Exercise directions =
The answer is to be an exact copy of the lines below running from the line with "pub fn session(&self)" down to the line with "when it arrives.", both ends included, and nothing more.

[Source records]
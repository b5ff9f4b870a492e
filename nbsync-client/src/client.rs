//! Notebook client.
//!
//! Mirrors one notebook over a [`Session`]:
//!
//! - local mutations go through [`NotebookClient::update_notebook`]: diffed
//!   against the current snapshot in FIFO order, applied locally at once
//!   (optimistic UI) and sent as one `UpdateNotebook` request;
//! - bond edits made while the notebook is busy are held back and sent as one
//!   combined patch once it turns idle;
//! - inbound `NotebookDiff` broadcasts pass the ordering guard and are applied
//!   in arrival order; a patch that does not apply triggers a resync;
//! - after a reconnect the notebook is fetched again, and a notebook with a
//!   different id rejects the resumed session.
//!
//! Refused updates are undone according to [`RejectionPolicy`].

use std::sync::Arc;

use async_trait::async_trait;
use nbsync_core::{
    apply_notebook, diff, diff_notebook, ensure_client_writable, fields, BondValue, LocalOverlay,
    Notebook, Patch, PatchError, Value,
};
use tokio::sync::{watch, Mutex};

use crate::config::{ClientConfig, RejectionPolicy};
use crate::correlator::PendingReply;
use crate::error::ClientError;
use crate::idle::{BondBuffer, IdleGate, UpdateTicket};
use crate::ordering::{OrderingGuard, Verdict};
use crate::protocol::{
    run_cells_body, update_body, Envelope, MessageType, NotebookDiff, RouteMetadata, SharedState,
    UpdateAck,
};
use crate::sequencer::UpdateSequencer;
use crate::session::{ConnectionStatus, Session, SessionHandler};
use crate::transport::Transport;

/// How an update ended.
#[derive(Debug, Clone, PartialEq)]
pub enum UpdateOutcome {
    /// The mutation changed nothing; nothing was sent.
    Unchanged,
    /// Only bond changes, held back until the notebook is idle.
    Deferred,
    /// Acknowledged; carries the acknowledgement body.
    Acknowledged(Value),
}

/// Client for one notebook.
pub struct NotebookClient {
    session: Session,
    state: Arc<NotebookState>,
}

struct NotebookState {
    notebook_id: String,
    policy: RejectionPolicy,
    sequencer: UpdateSequencer,
    doc: Mutex<DocState>,
    snapshots: watch::Sender<Arc<Notebook>>,
}

struct DocState {
    snapshot: Arc<Notebook>,
    overlay: LocalOverlay,
    guard: OrderingGuard,
    gate: IdleGate,
    bonds: BondBuffer,
    /// A full state has been received at least once.
    synced: bool,
    flush_scheduled: bool,
}

impl NotebookClient {
    /// Open a session for `notebook_id` and fetch the notebook.
    pub async fn open(
        transport: Arc<dyn Transport>,
        address: &str,
        notebook_id: impl Into<String>,
        config: ClientConfig,
    ) -> Result<Self, ClientError> {
        let notebook_id = notebook_id.into();
        let initial = Arc::new(Notebook::new(notebook_id.clone()));
        let (snapshots, _) = watch::channel(initial.clone());
        let state = Arc::new(NotebookState {
            notebook_id: notebook_id.clone(),
            policy: config.rejection_policy,
            sequencer: UpdateSequencer::new(),
            doc: Mutex::new(DocState {
                snapshot: initial,
                overlay: LocalOverlay::new(),
                guard: OrderingGuard::new(),
                gate: IdleGate::new(),
                bonds: BondBuffer::new(),
                synced: false,
                flush_scheduled: false,
            }),
            snapshots,
        });

        let handler = Arc::new(DocumentHandler {
            state: state.clone(),
        });
        let session = Session::open(
            transport,
            address,
            RouteMetadata::notebook(notebook_id),
            config,
            handler,
        )
        .await?;

        if let Err(e) = state.resync(&session).await {
            session.close().await;
            return Err(e);
        }
        Ok(Self { session, state })
    }

    pub fn notebook_id(&self) -> &str {
        &self.state.notebook_id
    }

    pub fn session(&self) -> &Session {
        &self.session
    }

    /// Current local snapshot, including unacknowledged local edits.
    pub fn notebook(&self) -> Arc<Notebook> {
        self.state.snapshots.borrow().clone()
    }

    /// Receiver that sees every new snapshot, local or remote.
    pub fn subscribe(&self) -> watch::Receiver<Arc<Notebook>> {
        self.state.snapshots.subscribe()
    }

    pub fn status(&self) -> ConnectionStatus {
        self.session.status()
    }

    pub fn watch_status(&self) -> watch::Receiver<ConnectionStatus> {
        self.session.watch_status()
    }

    /// No cell queued or running and no update waiting for its acknowledgement.
    pub async fn is_idle(&self) -> bool {
        self.state.doc.lock().await.gate.is_idle()
    }

    /// Bond changes waiting for the notebook to become idle.
    pub async fn deferred_bonds(&self) -> Vec<String> {
        let doc = self.state.doc.lock().await;
        doc.bonds.names().map(str::to_string).collect()
    }

    /// Mutate the notebook.
    ///
    /// The new snapshot is visible locally as soon as this call has sent the
    /// patch. Resolves when the remote party acknowledges, or fails with
    /// [`ClientError::RejectedMutation`] when it refuses; a refused update is
    /// undone according to the configured [`RejectionPolicy`].
    ///
    /// Like every request the acknowledgement has no timeout; a patch sent
    /// while disconnected is lost and its future only settles when the session
    /// closes. Dropping the future (e.g. on a caller's timeout) does not drop
    /// the acknowledgement: it is still processed when it arrives.
    pub async fn update_notebook<F>(&self, mutate: F) -> Result<UpdateOutcome, ClientError>
    where
        F: FnOnce(&mut Notebook),
    {
        let state = &self.state;
        let turn = state.sequencer.turn().await;

        let (before, sent, ticket, pending) = {
            let mut locked = state.doc.lock().await;
            let doc = &mut *locked;

            let change = diff_notebook(&doc.snapshot, mutate)?;
            if change.patch.is_empty() {
                return Ok(UpdateOutcome::Unchanged);
            }
            ensure_client_writable(&change.patch)?;

            let before = doc.snapshot.clone();
            let (deferred, sent) = if doc.gate.is_idle() {
                (Patch::default(), change.patch)
            } else {
                change.patch.partition(|op| op.touches(fields::BONDS))
            };
            if !deferred.is_empty() {
                log::debug!(
                    "Notebook busy, deferring {} bond operations",
                    deferred.len()
                );
                doc.bonds.defer_ops(&deferred, &before);
            }

            doc.snapshot = Arc::new(change.snapshot);
            state.publish(&doc.snapshot);
            if sent.is_empty() {
                return Ok(UpdateOutcome::Deferred);
            }

            let pending = self
                .session
                .request(MessageType::UpdateNotebook, update_body(&sent), None)
                .await?;
            // no await from here on: the ticket is always handed to `settle`
            let ticket = doc.gate.begin_update();
            (before, sent, ticket, pending)
        };
        drop(turn);

        let settling = tokio::spawn(state.clone().settle(
            self.session.clone(),
            ticket,
            pending,
            move || undo_patch(&before, &sent),
        ));
        match settling.await {
            Ok(outcome) => outcome,
            Err(e) => {
                log::error!("Acknowledgement handling for {} ended: {e}", state.notebook_id);
                Err(ClientError::SessionClosed)
            }
        }
    }

    /// Set one bond.
    pub async fn set_bond(
        &self,
        name: impl Into<String>,
        value: impl Into<Value>,
    ) -> Result<UpdateOutcome, ClientError> {
        let name = name.into();
        let value = BondValue::new(value);
        self.update_notebook(move |nb| {
            nb.bonds.insert(name, value);
        })
        .await
    }

    /// Stage code for a cell without sending it.
    pub async fn stage_code(&self, cell_id: impl Into<String>, code: impl Into<String>) {
        self.state.doc.lock().await.overlay.stage(cell_id, code);
    }

    /// Staged code if any, else the code of the current snapshot.
    pub async fn local_code(&self, cell_id: &str) -> Option<String> {
        let doc = self.state.doc.lock().await;
        doc.overlay
            .get(cell_id)
            .or_else(|| doc.snapshot.code(cell_id))
            .map(str::to_string)
    }

    pub async fn discard_staged(&self, cell_id: &str) -> Option<String> {
        self.state.doc.lock().await.overlay.discard(cell_id)
    }

    /// Submit the staged code of `cell_ids` as one update. Each staged entry
    /// is cleared once acknowledged, unless it was re-staged meanwhile.
    pub async fn submit_staged(&self, cell_ids: &[String]) -> Result<UpdateOutcome, ClientError> {
        let overlay = self.state.doc.lock().await.overlay.clone();
        let mut merged = Vec::new();
        let outcome = self
            .update_notebook(|nb| merged = overlay.merge_into(nb, cell_ids))
            .await?;

        if !matches!(outcome, UpdateOutcome::Deferred) {
            let mut doc = self.state.doc.lock().await;
            for (cell_id, code) in &merged {
                doc.overlay.clear_if_unchanged(cell_id, code);
            }
        }
        Ok(outcome)
    }

    /// Ask the remote party to run cells. Resolves with its reply body.
    pub async fn run_cells(&self, cell_ids: &[String]) -> Result<Value, ClientError> {
        let reply = self
            .session
            .request(MessageType::RunMultipleCells, run_cells_body(cell_ids), None)
            .await?
            .await?;
        Ok(reply.body)
    }

    /// Interrupt all running cells. Fire-and-forget.
    pub async fn interrupt(&self) -> Result<(), ClientError> {
        self.session
            .send(MessageType::InterruptAll, Value::map(), None, false)
            .await
            .map(|_| ())
    }

    /// Replace the local snapshot with the remote party's.
    pub async fn resync(&self) -> Result<(), ClientError> {
        self.state.resync(&self.session).await
    }

    /// Close the session. See [`Session::close`].
    pub async fn close(&self) {
        self.session.close().await;
    }
}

Answer space =
    pub fn session(&self) -> &Session {
        &self.session
    }

    /// Current local snapshot, including unacknowledged local edits.
    pub fn notebook(&self) -> Arc<Notebook> {
        self.state.snapshots.borrow().clone()
    }

    /// Receiver that sees every new snapshot, local or remote.
    pub fn subscribe(&self) -> watch::Receiver<Arc<Notebook>> {
        self.state.snapshots.subscribe()
    }

    pub fn status(&self) -> ConnectionStatus {
        self.session.status()
    }

    pub fn watch_status(&self) -> watch::Receiver<ConnectionStatus> {
        self.session.watch_status()
    }

    /// No cell queued or running and no update waiting for its acknowledgement.
    pub async fn is_idle(&self) -> bool {
        self.state.doc.lock().await.gate.is_idle()
    }

    /// Bond changes waiting for the notebook to become idle.
    pub async fn deferred_bonds(&self) -> Vec<String> {
        let doc = self.state.doc.lock().await;
        doc.bonds.names().map(str::to_string).collect()
    }

    /// Mutate the notebook.
    ///
    /// The new snapshot is visible locally as soon as this call has sent the
    /// patch. Resolves when the remote party acknowledges, or fails with
    /// [`ClientError::RejectedMutation`] when it refuses; a refused update is
    /// undone according to the configured [`RejectionPolicy`].
    ///
    /// Like every request the acknowledgement has no timeout; a patch sent
    /// while disconnected is lost and its future only settles when the session
    /// closes. Dropping the future (e.g. on a caller's timeout) does not drop
    /// the acknowledgement: it is still processed when it arrives.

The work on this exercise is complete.